Plain Language Summary
We have applied a new forecasting technique to the problem of seasonal prediction that involves machine learning. By recognizing related and reoccurring patterns in both the predictors and the predictands our new technique shows improved accuracy in predicting winter precipitation in the European and Mediterranean regions. Our demonstrated technique outperforms both statistical and dynamical models over comparable historical periods.
1 Introduction
European climate is characterized by four distinct climate zones: Mediterranean climate in southern Europe, continental climate in eastern Europe, maritime climate in western Europe, and a hybrid maritime/continental climate in central Europe (Hess & Tasa, 2011). Those climate regions are sensitive to large-scale circulations of the atmosphere. Even relatively minor modifications of the general circulation results in shifts of the midlatitude storm tracks and substantial changes in the climate (Giorgi, 2006; Kröner et al., 2017; Lionello et al., 2006; Mbengue & Schneider, 2013). The Mediterranean climate is especially vulnerable to climate change due to its unique topography and geographical location and is therefore considered as one of the primary climate change hot spots since strong climate changes are projected in this region (Diffenbaugh & Giorgi, 2012; Dubrovsky et al., 2014; Giorgi, 2006; Intergovernmental Panel on Climate Change (IPCC), 2013).
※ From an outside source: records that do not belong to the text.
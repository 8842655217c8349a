use std::collections::VecDeque;
use std::sync::atomic::{AtomicU32, Ordering};
use std::sync::{Arc, Mutex};
use std::time::Duration;

use async_trait::async_trait;
use serde_json::{json, Value};

use intake_core::{
    AssessmentPipeline, Backoff, BmiCategory, CompletionProvider, IntakeError,
    PatientIntakeRecord, PromptOptions, ProviderChain, ProviderError, RetryPolicy,
};

/// Provider that answers from a script, then repeats its last entry
struct ScriptedProvider {
    name: &'static str,
    script: Mutex<VecDeque<Result<String, ProviderError>>>,
    prompts: Mutex<Vec<String>>,
}

impl ScriptedProvider {
    fn new(name: &'static str, script: Vec<Result<String, ProviderError>>) -> Arc<Self> {
        Arc::new(Self {
            name,
            script: Mutex::new(script.into()),
            prompts: Mutex::new(Vec::new()),
        })
    }

    fn calls(&self) -> usize {
        self.prompts.lock().unwrap().len()
    }
}

#[async_trait]
impl CompletionProvider for ScriptedProvider {
    fn name(&self) -> String {
        self.name.to_string()
    }

    async fn complete(&self, prompt: &str) -> Result<String, ProviderError> {
        self.prompts.lock().unwrap().push(prompt.to_string());
        let mut script = self.script.lock().unwrap();
        if script.len() > 1 {
            script.pop_front().unwrap()
        } else {
            script.front().cloned().unwrap()
        }
    }
}

/// Zero-length pauses, counted
#[derive(Default)]
struct CountingBackoff {
    waits: AtomicU32,
}

impl Backoff for CountingBackoff {
    fn delay(&self, _attempt: u32) -> Duration {
        self.waits.fetch_add(1, Ordering::SeqCst);
        Duration::ZERO
    }
}

fn http(provider: &str, status: u16) -> Result<String, ProviderError> {
    Err(ProviderError::Http {
        provider: provider.to_string(),
        status,
        detail: None,
    })
}

fn analysis() -> Value {
    json!({
        "primary_assessment": "Symptoms suggest a viral upper respiratory infection.",
        "risk_analysis": [
            {"condition": "Common cold", "risk_level": "medium", "rationale": "runny nose and sore throat"},
            {"condition": "Influenza", "risk_level": "low", "rationale": "no high fever"}
        ],
        "personalized_care": {
            "immediate_actions": ["Rest", "Drink warm fluids"],
            "general_wellness": ["Wash hands often"],
            "activity_guidance": {"recommended": ["Light stretching"], "to_avoid": ["Intense exercise"]}
        },
        "dietary_recommendations": {
            "concept": "Easy to digest, warm food",
            "foods_to_eat": {
                "main_dishes": ["Rice porridge"],
                "snacks_and_fruits": ["Orange"],
                "drinks": ["Ginger tea"]
            },
            "foods_to_avoid": ["Cold drinks: may irritate the throat"]
        },
        "red_flags": ["Difficulty breathing"],
        "disclaimer": "AI generated guidance."
    })
}

fn record() -> PatientIntakeRecord {
    serde_json::from_value(json!({
        "name": "Malee",
        "age": "29",
        "sex": "female",
        "weight": 60,
        "height": 170,
        "symptoms": "sore throat and runny nose",
        "symptom_duration": "3 days",
        "health_profile": {
            "allergies": {"drug": "penicillin"},
            "lifestyle_factors": {"smoking": "never", "alcohol": "none"}
        }
    }))
    .unwrap()
}

fn pipeline(
    primary: Arc<ScriptedProvider>,
    fallback: Arc<ScriptedProvider>,
    retry: RetryPolicy,
) -> AssessmentPipeline {
    AssessmentPipeline::new(
        ProviderChain::new(primary, fallback),
        retry,
        PromptOptions::default(),
    )
}

#[tokio::test]
async fn canonical_answer_passes_through_unchanged() {
    let primary = ScriptedProvider::new("OpenRouter", vec![Ok(analysis().to_string())]);
    let fallback = ScriptedProvider::new("Gemini", vec![Ok("{}".to_string())]);
    let p = pipeline(primary.clone(), fallback.clone(), RetryPolicy::fixed(3, Duration::ZERO));

    let envelope = p.assess(&record()).await.unwrap();

    assert_eq!(serde_json::to_value(&envelope.analysis).unwrap(), analysis());
    assert_eq!(envelope.user_info.name.as_deref(), Some("Malee"));
    assert_eq!(envelope.bmi.bmi.value_text(), "20.76");
    assert_eq!(envelope.bmi.bmi.category, BmiCategory::Normal);
    assert_eq!(primary.calls(), 1);
    assert_eq!(fallback.calls(), 0);

    let prompt = &primary.prompts.lock().unwrap()[0];
    assert!(prompt.contains("penicillin"));
    assert!(prompt.contains("20.76"));
    assert!(!prompt.contains("Smoking"));
}

#[tokio::test]
async fn envelope_serializes_with_user_info_key() {
    let primary = ScriptedProvider::new("OpenRouter", vec![Ok(analysis().to_string())]);
    let fallback = ScriptedProvider::new("Gemini", vec![Ok("{}".to_string())]);
    let p = pipeline(primary, fallback, RetryPolicy::fixed(1, Duration::ZERO));

    let value = serde_json::to_value(p.assess(&record()).await.unwrap()).unwrap();
    assert_eq!(value["userInfo"]["age"], json!("29"));
    assert_eq!(value["bmi"]["value"], json!("20.76"));
    assert_eq!(value["bmi"]["weight"], json!(60.0));
    assert_eq!(value["bmi"]["height"], json!(170.0));
}

#[tokio::test]
async fn fallback_answer_is_used_when_primary_fails() {
    let primary = ScriptedProvider::new("OpenRouter", vec![http("OpenRouter", 500)]);
    let fallback = ScriptedProvider::new("Gemini", vec![Ok(analysis().to_string())]);
    let p = pipeline(primary.clone(), fallback.clone(), RetryPolicy::fixed(3, Duration::ZERO));

    let envelope = p.assess(&record()).await.unwrap();

    assert_eq!(serde_json::to_value(&envelope.analysis).unwrap(), analysis());
    assert_eq!(primary.calls(), 1);
    assert_eq!(fallback.calls(), 1);
    assert_eq!(
        primary.prompts.lock().unwrap()[0],
        fallback.prompts.lock().unwrap()[0]
    );
}

#[tokio::test]
async fn malformed_answers_are_retried_until_success() {
    let primary = ScriptedProvider::new(
        "OpenRouter",
        vec![
            Ok("not json at all".to_string()),
            Ok("[\"an\", \"array\"]".to_string()),
            Ok(analysis().to_string()),
        ],
    );
    let fallback = ScriptedProvider::new("Gemini", vec![Ok("{}".to_string())]);
    let backoff = Arc::new(CountingBackoff::default());
    let p = pipeline(
        primary.clone(),
        fallback.clone(),
        RetryPolicy::new(3, backoff.clone()),
    );

    let envelope = p.assess(&record()).await.unwrap();

    assert_eq!(serde_json::to_value(&envelope.analysis).unwrap(), analysis());
    assert_eq!(primary.calls(), 3);
    assert_eq!(fallback.calls(), 0);
    assert_eq!(backoff.waits.load(Ordering::SeqCst), 2);
}

#[tokio::test]
async fn exhausted_retries_report_attempts_and_last_error() {
    let primary = ScriptedProvider::new("OpenRouter", vec![http("OpenRouter", 500)]);
    let fallback = ScriptedProvider::new("Gemini", vec![http("Gemini", 503)]);
    let backoff = Arc::new(CountingBackoff::default());
    let p = pipeline(
        primary.clone(),
        fallback.clone(),
        RetryPolicy::new(3, backoff.clone()),
    );

    let err = p.assess(&record()).await.unwrap_err();

    match &err {
        IntakeError::RetriesExhausted { attempts, last } => {
            assert_eq!(*attempts, 3);
            assert!(matches!(**last, IntakeError::ProvidersFailed { .. }));
        }
        other => panic!("unexpected error: {other:?}"),
    }
    let message = err.to_string();
    assert!(message.contains("after 3 attempts"));
    assert!(message.contains("Gemini API request failed with status 503"));
    assert!(!message.contains("status 500"));
    assert_eq!(primary.calls(), 3);
    assert_eq!(fallback.calls(), 3);
    assert_eq!(backoff.waits.load(Ordering::SeqCst), 2);
}

#[tokio::test]
async fn single_attempt_policy_never_waits() {
    let primary = ScriptedProvider::new("OpenRouter", vec![Ok("nope".to_string())]);
    let fallback = ScriptedProvider::new("Gemini", vec![Ok("{}".to_string())]);
    let backoff = Arc::new(CountingBackoff::default());
    let p = pipeline(primary, fallback, RetryPolicy::new(1, backoff.clone()));

    let err = p.assess(&record()).await.unwrap_err();

    assert!(err.to_string().starts_with("Could not communicate with AI after 1 attempts"));
    assert_eq!(backoff.waits.load(Ordering::SeqCst), 0);
}

#[tokio::test(start_paused = true)]
async fn fixed_backoff_sleeps_between_attempts() {
    let primary = ScriptedProvider::new("OpenRouter", vec![Ok("garbage".to_string())]);
    let fallback = ScriptedProvider::new("Gemini", vec![Ok("{}".to_string())]);
    let p = pipeline(primary, fallback, RetryPolicy::fixed(3, Duration::from_millis(2_000)));

    let started = tokio::time::Instant::now();
    let err = p.assess(&record()).await.unwrap_err();

    assert!(matches!(err, IntakeError::RetriesExhausted { attempts: 3, .. }));
    assert_eq!(started.elapsed(), Duration::from_millis(4_000));
}

#[tokio::test]
async fn repaired_answer_has_canonical_shape() {
    let sloppy = json!({
        "primary_assessment": "Mild dehydration.",
        "risk_analysis": [{"condition": "Dehydration", "risk_level": "HIGH", "rationale": "dizziness"}],
        "personalized_care": {
            "immediate_actions": ["Drink water"],
            "general_wellness": "Keep a water bottle nearby",
            "activity_guidance": ["Short walks"]
        },
        "dietary_recommendations": {
            "concept": "Hydration",
            "foods_to_avoid": {"reasoning": "Alcohol worsens dehydration"}
        },
        "red_flags": [{"condition": "Fainting"}, {"severity": "high"}]
    });
    let primary = ScriptedProvider::new("OpenRouter", vec![Ok(sloppy.to_string())]);
    let fallback = ScriptedProvider::new("Gemini", vec![Ok("{}".to_string())]);
    let p = pipeline(primary, fallback, RetryPolicy::fixed(1, Duration::ZERO));

    let analysis = serde_json::to_value(p.assess(&record()).await.unwrap().analysis).unwrap();

    assert_eq!(analysis["risk_analysis"][0]["risk_level"], "high");
    assert_eq!(
        analysis["personalized_care"]["general_wellness"],
        json!(["Keep a water bottle nearby"])
    );
    assert_eq!(
        analysis["personalized_care"]["activity_guidance"],
        json!({"recommended": ["Short walks"], "to_avoid": []})
    );
    assert_eq!(
        analysis["dietary_recommendations"]["foods_to_eat"],
        json!({"main_dishes": [], "snacks_and_fruits": [], "drinks": []})
    );
    assert_eq!(
        analysis["dietary_recommendations"]["foods_to_avoid"],
        json!(["Alcohol worsens dehydration"])
    );
    assert_eq!(analysis["red_flags"], json!(["Fainting", "Invalid data"]));
    assert!(analysis["disclaimer"].as_str().unwrap().len() > 10);
}
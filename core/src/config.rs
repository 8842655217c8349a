use std::fs;
use std::path::Path;

use crate::llm::{GeminiConfig, OpenRouterConfig};
use crate::prompt::PromptOptions;
use crate::{IntakeError, Result};

/// Retry settings for the assessment pipeline
#[derive(Debug, Clone, PartialEq, Eq)]
pub struct RetryConfig {
    pub max_attempts: u32,
    /// Fixed pause between failed attempts
    pub delay_ms: u64,
}

impl Default for RetryConfig {
    fn default() -> Self {
        Self {
            max_attempts: std::env::var("ASSESS_MAX_ATTEMPTS")
                .ok()
                .and_then(|v| v.parse::<u32>().ok())
                .unwrap_or(3),
            delay_ms: std::env::var("ASSESS_RETRY_DELAY_MS")
                .ok()
                .and_then(|v| v.parse::<u64>().ok())
                .unwrap_or(2_000),
        }
    }
}

/// Everything the assessment core needs: both providers, retry and prompt settings
#[derive(Debug, Clone, PartialEq, Eq)]
pub struct AssessmentConfig {
    pub openrouter: OpenRouterConfig,
    pub gemini: GeminiConfig,
    pub retry: RetryConfig,
    pub prompt: PromptOptions,
}

impl Default for AssessmentConfig {
    fn default() -> Self {
        // Each section reads its own env vars
        let mut prompt = PromptOptions::default();
        if let Some(lang) = std::env::var("ASSESS_RESPONSE_LANGUAGE")
            .ok()
            .filter(|s| !s.trim().is_empty())
        {
            prompt.response_language = lang;
        }
        Self {
            openrouter: OpenRouterConfig::default(),
            gemini: GeminiConfig::default(),
            retry: RetryConfig::default(),
            prompt,
        }
    }
}

impl AssessmentConfig {
    /// Load configuration from a TOML file (path via INTAKE_CONFIG or ./intake.toml),
    /// overlaying values onto env-driven defaults, then check the API keys.
    pub fn load() -> Result<Self> {
        let path = std::env::var("INTAKE_CONFIG").unwrap_or_else(|_| "intake.toml".into());
        let cfg = Self::load_from(Path::new(&path));
        cfg.validate()?;
        Ok(cfg)
    }

    /// Env defaults with the TOML file at `path` overlaid. A missing or broken
    /// file leaves the defaults in place.
    pub fn load_from(path: &Path) -> Self {
        let default = Self::default();
        if !path.exists() {
            tracing::info!(target: "config", path = %path.display(), "No TOML config found; using defaults/env");
            return default;
        }
        match fs::read_to_string(path) {
            Ok(s) => match Self::overlay_toml(default.clone(), &s) {
                Ok(cfg) => cfg,
                Err(e) => {
                    tracing::warn!(target: "config", error = %e, "Failed to parse TOML; using defaults");
                    default
                }
            },
            Err(e) => {
                tracing::warn!(target: "config", error = %e, "Failed to read TOML; using defaults");
                default
            }
        }
    }

    /// Overlay a TOML document onto `base`
    pub fn overlay_toml(base: Self, toml_src: &str) -> Result<Self> {
        let t: IntakeToml = toml::from_str(toml_src)
            .map_err(|e| IntakeError::Config(format!("invalid TOML: {e}")))?;
        Ok(t.overlay(base))
    }

    /// Both provider keys are required; the service must not start without them
    pub fn validate(&self) -> Result<()> {
        if self.openrouter.api_key.trim().is_empty() {
            return Err(IntakeError::Config(
                "OPENROUTER_API_KEY is not defined".to_string(),
            ));
        }
        if self.gemini.api_key.trim().is_empty() {
            return Err(IntakeError::Config(
                "GEMINI_API_KEY is not defined for fallback usage".to_string(),
            ));
        }
        Ok(())
    }
}

// =========================
// TOML overlay definitions
// =========================

// API keys are deliberately absent: they only come from the environment.

#[derive(Debug, Clone, Default, serde::Deserialize)]
#[serde(deny_unknown_fields)]
struct IntakeToml {
    pub openrouter: Option<OpenRouterToml>,
    pub gemini: Option<GeminiToml>,
    pub retry: Option<RetryToml>,
    pub prompt: Option<PromptToml>,
}

impl IntakeToml {
    fn overlay(self, mut base: AssessmentConfig) -> AssessmentConfig {
        if let Some(o) = self.openrouter {
            o.apply(&mut base.openrouter);
        }
        if let Some(g) = self.gemini {
            g.apply(&mut base.gemini);
        }
        if let Some(r) = self.retry {
            r.apply(&mut base.retry);
        }
        if let Some(p) = self.prompt {
            p.apply(&mut base.prompt);
        }
        base
    }
}

#[derive(Debug, Clone, Default, serde::Deserialize)]
#[serde(deny_unknown_fields)]
struct OpenRouterToml {
    pub endpoint: Option<String>,
    pub model: Option<String>,
    pub http_referer: Option<String>,
    pub x_title: Option<String>,
    pub request_timeout_ms: Option<u64>,
}
impl OpenRouterToml {
    fn apply(self, o: &mut OpenRouterConfig) {
        if let Some(x) = self.endpoint {
            o.endpoint = x;
        }
        if let Some(x) = self.model {
            o.model = x;
        }
        if let Some(x) = self.http_referer {
            o.http_referer = x;
        }
        if let Some(x) = self.x_title {
            o.x_title = x;
        }
        if let Some(x) = self.request_timeout_ms {
            o.request_timeout_ms = Some(x);
        }
    }
}

#[derive(Debug, Clone, Default, serde::Deserialize)]
#[serde(deny_unknown_fields)]
struct GeminiToml {
    pub base_url: Option<String>,
    pub model: Option<String>,
    pub request_timeout_ms: Option<u64>,
}
impl GeminiToml {
    fn apply(self, g: &mut GeminiConfig) {
        if let Some(x) = self.base_url {
            g.base_url = x;
        }
        if let Some(x) = self.model {
            g.model = x;
        }
        if let Some(x) = self.request_timeout_ms {
            g.request_timeout_ms = Some(x);
        }
    }
}

#[derive(Debug, Clone, Default, serde::Deserialize)]
#[serde(deny_unknown_fields)]
struct RetryToml {
    pub max_attempts: Option<u32>,
    pub delay_ms: Option<u64>,
}
impl RetryToml {
    fn apply(self, r: &mut RetryConfig) {
        if let Some(x) = self.max_attempts {
            r.max_attempts = x;
        }
        if let Some(x) = self.delay_ms {
            r.delay_ms = x;
        }
    }
}

#[derive(Debug, Clone, Default, serde::Deserialize)]
#[serde(deny_unknown_fields)]
struct PromptToml {
    pub response_language: Option<String>,
}
impl PromptToml {
    fn apply(self, p: &mut PromptOptions) {
        if let Some(x) = self.response_language.filter(|s| !s.trim().is_empty()) {
            p.response_language = x;
        }
    }
}
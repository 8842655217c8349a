use async_trait::async_trait;
use reqwest::Client;
use serde_json::{json, Value};
use tracing::{debug, error, warn};

use super::openrouter::{build_http, env_or};
use super::provider::{CompletionProvider, ProviderError};
use crate::Result;

const PROVIDER: &str = "Gemini";

/// Configuration for the fallback generative-content client
#[derive(Debug, Clone, PartialEq, Eq)]
pub struct GeminiConfig {
    pub base_url: String, // e.g., https://generativelanguage.googleapis.com/v1beta
    pub model: String,    // e.g., gemini-1.5-flash
    pub api_key: String,
    pub request_timeout_ms: Option<u64>,
}

impl Default for GeminiConfig {
    fn default() -> Self {
        Self {
            base_url: env_or(
                "GEMINI_BASE_URL",
                "https://generativelanguage.googleapis.com/v1beta",
            ),
            model: env_or("GEMINI_MODEL", "gemini-1.5-flash"),
            api_key: std::env::var("GEMINI_API_KEY").unwrap_or_default(),
            request_timeout_ms: std::env::var("REQUEST_TIMEOUT_MS")
                .ok()
                .and_then(|v| v.parse::<u64>().ok()),
        }
    }
}

/// Fallback provider: `models/{model}:generateContent` with a JSON response MIME type
#[derive(Clone)]
pub struct GeminiClient {
    http: Client,
    cfg: GeminiConfig,
}

impl GeminiClient {
    pub fn new(cfg: GeminiConfig) -> Result<Self> {
        let http = build_http(cfg.request_timeout_ms)?;
        Ok(Self { http, cfg })
    }

    pub fn from_env() -> Result<Self> {
        Self::new(GeminiConfig::default())
    }

    pub fn config(&self) -> &GeminiConfig {
        &self.cfg
    }

    fn url(&self) -> String {
        format!(
            "{}/models/{}:generateContent",
            self.cfg.base_url.trim_end_matches('/'),
            self.cfg.model
        )
    }

    fn request_body(prompt: &str) -> Value {
        json!({
            "contents": [{"role": "user", "parts": [{"text": prompt}]}],
            "generationConfig": {"responseMimeType": "application/json"},
        })
    }
}

#[async_trait]
impl CompletionProvider for GeminiClient {
    fn name(&self) -> String {
        PROVIDER.to_string()
    }

    async fn complete(&self, prompt: &str) -> std::result::Result<String, ProviderError> {
        let url = self.url();
        debug!(target: "gemini", model = %self.cfg.model, "POST {} via generateContent", url);

        let resp = self
            .http
            .post(&url)
            .header("x-goog-api-key", &self.cfg.api_key)
            .json(&Self::request_body(prompt))
            .send()
            .await
            .map_err(|e| {
                warn!(target: "gemini", error = %e, "generateContent request failed");
                ProviderError::transport(PROVIDER, &e)
            })?;

        let status = resp.status();
        if !status.is_success() {
            // Google reports failures as {"error": {"message": ...}}
            let detail = resp
                .json::<Value>()
                .await
                .ok()
                .and_then(|v| extract_error_message(&v));
            error!(target: "gemini", %status, "generateContent error");
            return Err(ProviderError::Http {
                provider: PROVIDER.to_string(),
                status: status.as_u16(),
                detail,
            });
        }

        let val: Value = resp.json().await.map_err(|e| {
            ProviderError::shape(PROVIDER, format!("Failed to parse generateContent JSON: {e}"))
        })?;
        extract_text_from_candidates(&val)
    }
}

fn extract_error_message(v: &Value) -> Option<String> {
    v.get("error")?
        .get("message")?
        .as_str()
        .map(|s| s.to_string())
}

/// Concatenate the text parts of the first candidate
fn extract_text_from_candidates(v: &Value) -> std::result::Result<String, ProviderError> {
    let candidate = match v
        .get("candidates")
        .and_then(|c| c.as_array())
        .and_then(|c| c.first())
    {
        Some(c) => c,
        None => {
            let reason = v
                .get("promptFeedback")
                .and_then(|f| f.get("blockReason"))
                .and_then(|r| r.as_str());
            return Err(match reason {
                Some(r) => ProviderError::shape(PROVIDER, format!("prompt was blocked: {r}")),
                None => ProviderError::shape(PROVIDER, "response has no candidates"),
            });
        }
    };

    let text: String = candidate
        .get("content")
        .and_then(|c| c.get("parts"))
        .and_then(|p| p.as_array())
        .map(|parts| {
            parts
                .iter()
                .filter_map(|p| p.get("text").and_then(|t| t.as_str()))
                .collect()
        })
        .unwrap_or_default();

    if text.trim().is_empty() {
        let detail = match candidate.get("finishReason").and_then(|r| r.as_str()) {
            Some(r) => format!("candidate has no text (finish reason {r})"),
            None => "candidate has no text".to_string(),
        };
        return Err(ProviderError::shape(PROVIDER, detail));
    }
    Ok(text)
}
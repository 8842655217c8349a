use serde::{Serialize, Serializer};
use std::fmt;

use crate::patient::Scalar;

/// BMI bands, evaluated in order against the value rounded to two decimals
#[derive(Debug, Clone, Copy, PartialEq, Eq, Serialize)]
pub enum BmiCategory {
    #[serde(rename = "underweight")]
    Underweight,
    #[serde(rename = "normal")]
    Normal,
    #[serde(rename = "overweight")]
    Overweight,
    #[serde(rename = "obese class I")]
    ObeseClassI,
    #[serde(rename = "obese class II (high-risk)")]
    ObeseClassII,
    /// Weight or height missing, non-numeric, or height <= 0
    #[serde(rename = "invalid")]
    Invalid,
}

impl BmiCategory {
    pub fn classify(bmi: f64) -> Self {
        if bmi < 18.5 {
            BmiCategory::Underweight
        } else if bmi < 23.0 {
            BmiCategory::Normal
        } else if bmi < 25.0 {
            BmiCategory::Overweight
        } else if bmi < 30.0 {
            BmiCategory::ObeseClassI
        } else {
            BmiCategory::ObeseClassII
        }
    }

    pub fn label(&self) -> &'static str {
        match self {
            BmiCategory::Underweight => "underweight",
            BmiCategory::Normal => "normal",
            BmiCategory::Overweight => "overweight",
            BmiCategory::ObeseClassI => "obese class I",
            BmiCategory::ObeseClassII => "obese class II (high-risk)",
            BmiCategory::Invalid => "invalid",
        }
    }
}

impl fmt::Display for BmiCategory {
    fn fmt(&self, f: &mut fmt::Formatter<'_>) -> fmt::Result {
        f.write_str(self.label())
    }
}

/// Derived body-mass index. Serializes `value` as a two-decimal string
/// (`"20.76"`), or as the number `0` when the input was unusable.
#[derive(Debug, Clone, PartialEq, Serialize)]
pub struct BmiResult {
    #[serde(serialize_with = "serialize_value")]
    pub value: Option<f64>,
    pub category: BmiCategory,
}

impl BmiResult {
    pub fn invalid() -> Self {
        Self {
            value: None,
            category: BmiCategory::Invalid,
        }
    }

    pub fn is_valid(&self) -> bool {
        self.value.is_some()
    }

    /// The value as rendered in prompts and responses
    pub fn value_text(&self) -> String {
        match self.value {
            Some(v) => format!("{:.2}", v),
            None => "0".to_string(),
        }
    }
}

fn serialize_value<S: Serializer>(value: &Option<f64>, serializer: S) -> Result<S::Ok, S::Error> {
    match value {
        Some(v) => serializer.serialize_str(&format!("{:.2}", v)),
        None => serializer.serialize_u8(0),
    }
}

/// Compute BMI from weight in kilograms and height in centimetres.
pub fn calculate_bmi(weight: Option<&Scalar>, height: Option<&Scalar>) -> BmiResult {
    let (Some(weight), Some(height)) = (
        weight.and_then(Scalar::as_f64),
        height.and_then(Scalar::as_f64),
    ) else {
        return BmiResult::invalid();
    };
    if weight == 0.0 || height <= 0.0 {
        return BmiResult::invalid();
    }

    let meters = height / 100.0;
    let raw = weight / (meters * meters);
    // Band on the rounded figure so the category always agrees with the shown value
    let rounded = match format!("{:.2}", raw).parse::<f64>() {
        Ok(v) if v.is_finite() => v,
        _ => return BmiResult::invalid(),
    };

    BmiResult {
        value: Some(rounded),
        category: BmiCategory::classify(rounded),
    }
}
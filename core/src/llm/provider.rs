use async_trait::async_trait;
use serde::{Deserialize, Serialize};
use thiserror::Error;

/// Failure of a single provider call
#[derive(Error, Debug, Clone, PartialEq, Eq)]
pub enum ProviderError {
    /// Provider answered with a non-2xx status. `detail` holds the
    /// provider's own error message when it reports one.
    #[error("{provider} API request failed with status {status}{}", detail_suffix(.detail))]
    Http {
        provider: String,
        status: u16,
        detail: Option<String>,
    },

    /// 2xx response whose body did not carry the expected text
    #[error("Invalid response structure from {provider}: {detail}")]
    Shape { provider: String, detail: String },

    /// Request never produced a response (connect, TLS, timeout, ...)
    #[error("{provider} request failed: {detail}")]
    Transport { provider: String, detail: String },
}

impl ProviderError {
    pub fn kind(&self) -> &'static str {
        match self {
            ProviderError::Http { .. } => "http",
            ProviderError::Shape { .. } => "shape",
            ProviderError::Transport { .. } => "transport",
        }
    }

    pub fn provider(&self) -> &str {
        match self {
            ProviderError::Http { provider, .. }
            | ProviderError::Shape { provider, .. }
            | ProviderError::Transport { provider, .. } => provider,
        }
    }

    pub(crate) fn shape(provider: &str, detail: impl Into<String>) -> Self {
        ProviderError::Shape {
            provider: provider.to_string(),
            detail: detail.into(),
        }
    }

    pub(crate) fn transport(provider: &str, err: &reqwest::Error) -> Self {
        ProviderError::Transport {
            provider: provider.to_string(),
            detail: err.to_string(),
        }
    }
}

fn detail_suffix(detail: &Option<String>) -> String {
    match detail {
        Some(d) if !d.is_empty() => format!(": {}", d),
        _ => String::new(),
    }
}

/// Raw text returned by whichever provider answered
#[derive(Debug, Clone, PartialEq, Eq, Serialize, Deserialize)]
pub struct ProviderReply {
    pub text: String,
    pub provider: String,
}

/// A text-generation backend that takes one prompt and answers with raw text
#[cfg_attr(test, mockall::automock)]
#[async_trait]
pub trait CompletionProvider: Send + Sync {
    /// Short provider name used in logs and errors (e.g. "OpenRouter")
    fn name(&self) -> String;

    /// Send the prompt and return the provider's text answer
    async fn complete(&self, prompt: &str) -> Result<String, ProviderError>;
}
The Mediterranean climate is generally characterized by hot and dry summers as well as by mild winters, with winter rainfall more than 3 times larger than summer rainfall (Ducrocq et al., 2014; Flaounas et al., 2013). Winter rainfall is mostly determined by synoptic storms coming from the North Atlantic (Giorgi & Lionello, 2008). In general, the winter Mediterranean precipitation is related to the North Atlantic Oscillation (NAO) over its western areas, the East Atlantic (EA), and other patterns over its northern and eastern areas (Giorgi & Lionello, 2008; Kröner et al., 2017; Lionello et al., 2006; Mbengue & Schneider, 2013; Ullbrich et al., 2006). Other studies argue that also the El Niño Southern Oscillation (ENSO) affects precipitation in the Mediterranean region (Park & Leovy, 2004; Shaman & Tziperman, 2011). Both Park and Leovy (2004) as well as Shaman and Tziperman (2011) suggest that a Rossby wave train originating from the Pacific in autumn might affect the Mediterranean winter climate (Gurmy et al., 2012). Other potentially important factors are sea ice concentration and snow cover extent with Eurasian snow cover in autumn significantly correlating with the wintertime Arctic Oscillation and mean sea level pressure (Cohen & Jones, 2011; Furtado et al., 2016).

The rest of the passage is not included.